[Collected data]
************

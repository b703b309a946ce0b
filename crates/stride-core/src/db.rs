use crate::error::CoreError;
use sqlx::sqlite::{SqliteConnectOptions, SqliteJournalMode, SqlitePoolOptions};
use std::path::Path;
use std::str::FromStr;
use std::time::Duration;

pub use sqlx::SqlitePool as DbPool;

/// Opens (creating if needed) the document database at `db_path` and applies
/// the embedded migrations.
///
/// Missing parent directories are created. `:memory:` gives a private
/// in-memory database, handy for tests.
pub async fn establish_connection(db_path: &str) -> Result<DbPool, CoreError> {
    let in_memory = db_path == ":memory:";
    if !in_memory {
        if let Some(parent) = Path::new(db_path).parent() {
            if !parent.as_os_str().is_empty() && !parent.exists() {
                tokio::fs::create_dir_all(parent).await?;
            }
        }
    }

    let options = SqliteConnectOptions::from_str(&format!("sqlite://{}", db_path))?
        .create_if_missing(true)
        .journal_mode(if in_memory {
            SqliteJournalMode::Memory
        } else {
            SqliteJournalMode::Wal
        })
        .busy_timeout(Duration::from_secs(5));

    // A second connection to `:memory:` would see a different database.
    let pool = SqlitePoolOptions::new()
        .max_connections(if in_memory { 1 } else { 4 })
        .connect_with(options)
        .await?;

    sqlx::migrate!("./migrations").run(&pool).await?;
    Ok(pool)
}
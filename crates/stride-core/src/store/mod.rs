//! Task persistence with transparent local fallback.
//!
//! [`TaskStore`] is the single entry point for creating and mutating tasks.
//! It writes through to the remote [`DocumentStore`](crate::remote::DocumentStore)
//! while the session is in remote mode and keeps an in-memory [`LocalMirror`]
//! that always reflects every applied mutation. The first remote failure
//! switches the whole session to local-only mode for good.

use crate::clock::{Calendar, Clock};
use crate::error::{CoreError, RemoteError};
use crate::history::CompletionHistory;
use crate::models::{OwnerKey, Task, TaskStatus, UpdateTaskData};
use crate::remote::{is_local_id, Document, FieldFilter, RemoteLink, StoreMode};
use async_trait::async_trait;
use chrono::{DateTime, Utc};
use serde::de::DeserializeOwned;
use serde::Serialize;
use serde_json::Value;
use std::sync::atomic::{AtomicU64, Ordering};
use std::sync::{Arc, Mutex, MutexGuard};

pub mod records;
pub mod tasks;

/// A record kind the store can persist: personal [`Task`]s or team tasks.
pub trait TaskRecord: Clone + Serialize + DeserializeOwned + Send + Sync + 'static {
    /// Creation input.
    type Draft: Send + 'static;

    const COLLECTION: &'static str;
    /// Prefix of ids minted while the remote is unavailable.
    const LOCAL_ID_PREFIX: &'static str;

    /// Validates and normalises `draft` into a record without an id.
    fn build(draft: Self::Draft, owner: &OwnerKey, now: DateTime<Utc>) -> Result<Self, CoreError>;

    fn task(&self) -> &Task;

    fn task_mut(&mut self) -> &mut Task;

    /// Equality filters selecting the records visible to `owner`.
    fn scope_filters(owner: &OwnerKey) -> Vec<FieldFilter>;

    fn apply_update(&mut self, patch: &UpdateTaskData) {
        patch.apply_to(self.task_mut());
    }

    fn id(&self) -> &str {
        &self.task().id
    }

    /// Document body: the record without its id.
    fn to_document(&self) -> Result<Value, serde_json::Error> {
        let mut body = serde_json::to_value(self)?;
        if let Value::Object(map) = &mut body {
            map.remove("id");
        }
        Ok(body)
    }

    /// Rejects documents whose id lies in the local id space.
    fn from_document(doc: Document) -> Result<Self, RemoteError> {
        if is_local_id(&doc.id) {
            return Err(RemoteError::InvalidResponse(format!(
                "remote returned reserved id {}",
                doc.id
            )));
        }
        let mut body = doc.data;
        match &mut body {
            Value::Object(map) => {
                map.insert("id".to_string(), Value::String(doc.id));
            }
            _ => {
                return Err(RemoteError::InvalidResponse(format!(
                    "document {} is not an object",
                    doc.id
                )))
            }
        }
        Ok(serde_json::from_value(body)?)
    }

    /// Remote patch for an applied update: the fields `patch` touched, with
    /// their normalised values, plus `updatedAt`.
    fn remote_patch(&self, patch: &UpdateTaskData) -> Result<Value, serde_json::Error> {
        let touched = serde_json::to_value(patch)?;
        let current = self.to_document()?;
        let mut out = serde_json::Map::new();
        if let (Value::Object(touched), Value::Object(current)) = (touched, &current) {
            for key in touched.keys() {
                if let Some(value) = current.get(key) {
                    out.insert(key.clone(), value.clone());
                }
            }
        }
        out.insert(
            "updatedAt".to_string(),
            serde_json::to_value(self.task().updated_at)?,
        );
        if patch.status.is_some() {
            out.insert(
                "completedAt".to_string(),
                serde_json::to_value(self.task().completed_at)?,
            );
        }
        Ok(Value::Object(out))
    }
}

/// In-memory copy of the records a store knows about.
///
/// Owned by the session and shared with the store by `Arc`. Also the id
/// source for records created while offline.
#[derive(Debug)]
pub struct LocalMirror<R> {
    records: Mutex<Vec<R>>,
    next_local: AtomicU64,
}

impl<R> Default for LocalMirror<R> {
    fn default() -> Self {
        Self {
            records: Mutex::new(Vec::new()),
            next_local: AtomicU64::new(1),
        }
    }
}

impl<R: TaskRecord> LocalMirror<R> {
    pub fn new() -> Self {
        Self::default()
    }

    fn guard(&self) -> MutexGuard<'_, Vec<R>> {
        self.records.lock().unwrap_or_else(|e| e.into_inner())
    }

    /// `local-task-1`, `local-task-2`, ...; never reused within a session.
    pub fn next_local_id(&self) -> String {
        let n = self.next_local.fetch_add(1, Ordering::Relaxed);
        format!("{}{}", R::LOCAL_ID_PREFIX, n)
    }

    pub fn insert(&self, record: R) {
        self.guard().insert(0, record);
    }

    pub fn replace_all(&self, records: Vec<R>) {
        *self.guard() = records;
    }

    pub fn get(&self, id: &str) -> Option<R> {
        self.guard().iter().find(|r| r.id() == id).cloned()
    }

    /// Applies `f` to the record with `id`, returning its state before and after.
    pub fn modify(&self, id: &str, f: impl FnOnce(&mut R)) -> Option<(R, R)> {
        let mut records = self.guard();
        let record = records.iter_mut().find(|r| r.id() == id)?;
        let before = record.clone();
        f(record);
        Some((before, record.clone()))
    }

    pub fn remove(&self, id: &str) -> Option<R> {
        let mut records = self.guard();
        let index = records.iter().position(|r| r.id() == id)?;
        Some(records.remove(index))
    }

    /// Newest-created first.
    pub fn snapshot(&self) -> Vec<R> {
        let mut records = self.guard().clone();
        records.sort_by(|a, b| b.task().created_at.cmp(&a.task().created_at));
        records
    }

    pub fn len(&self) -> usize {
        self.guard().len()
    }

    pub fn is_empty(&self) -> bool {
        self.guard().is_empty()
    }
}

/// Operations shared by the personal store and the team workspace.
#[async_trait]
pub trait TaskRepository<R: TaskRecord>: Send + Sync {
    async fn add(&self, draft: R::Draft) -> Result<R, CoreError>;
    async fn update(&self, id: &str, patch: UpdateTaskData) -> Result<(), CoreError>;
    async fn delete(&self, id: &str) -> Result<(), CoreError>;
    async fn set_status(&self, id: &str, status: TaskStatus) -> Result<(), CoreError>;
    /// Re-reads the remote copy; a no-op in local mode.
    async fn refresh(&self) -> Result<(), CoreError>;
    fn list(&self) -> Vec<R>;
    fn get(&self, id: &str) -> Option<R>;
    fn mode(&self) -> StoreMode;
}

/// Write-through store for one record kind and one owner scope.
pub struct TaskStore<R: TaskRecord> {
    link: RemoteLink,
    mirror: Arc<LocalMirror<R>>,
    history: Arc<CompletionHistory>,
    owner: OwnerKey,
    clock: Arc<dyn Clock>,
    calendar: Calendar,
}

impl<R: TaskRecord> TaskStore<R> {
    pub fn new(
        link: RemoteLink,
        mirror: Arc<LocalMirror<R>>,
        history: Arc<CompletionHistory>,
        owner: OwnerKey,
        clock: Arc<dyn Clock>,
        calendar: Calendar,
    ) -> Self {
        Self {
            link,
            mirror,
            history,
            owner,
            clock,
            calendar,
        }
    }

    pub fn owner(&self) -> &OwnerKey {
        &self.owner
    }

    pub fn history(&self) -> &Arc<CompletionHistory> {
        &self.history
    }

    pub fn calendar(&self) -> Calendar {
        self.calendar
    }

    pub fn clock(&self) -> &Arc<dyn Clock> {
        &self.clock
    }

    pub(crate) fn link(&self) -> &RemoteLink {
        &self.link
    }
}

************

**EXERCISE OBJECTIVE**
Every line of the data that holds "session" should be counted, and only the total given.

**ANSWER FOR THE TASK**
4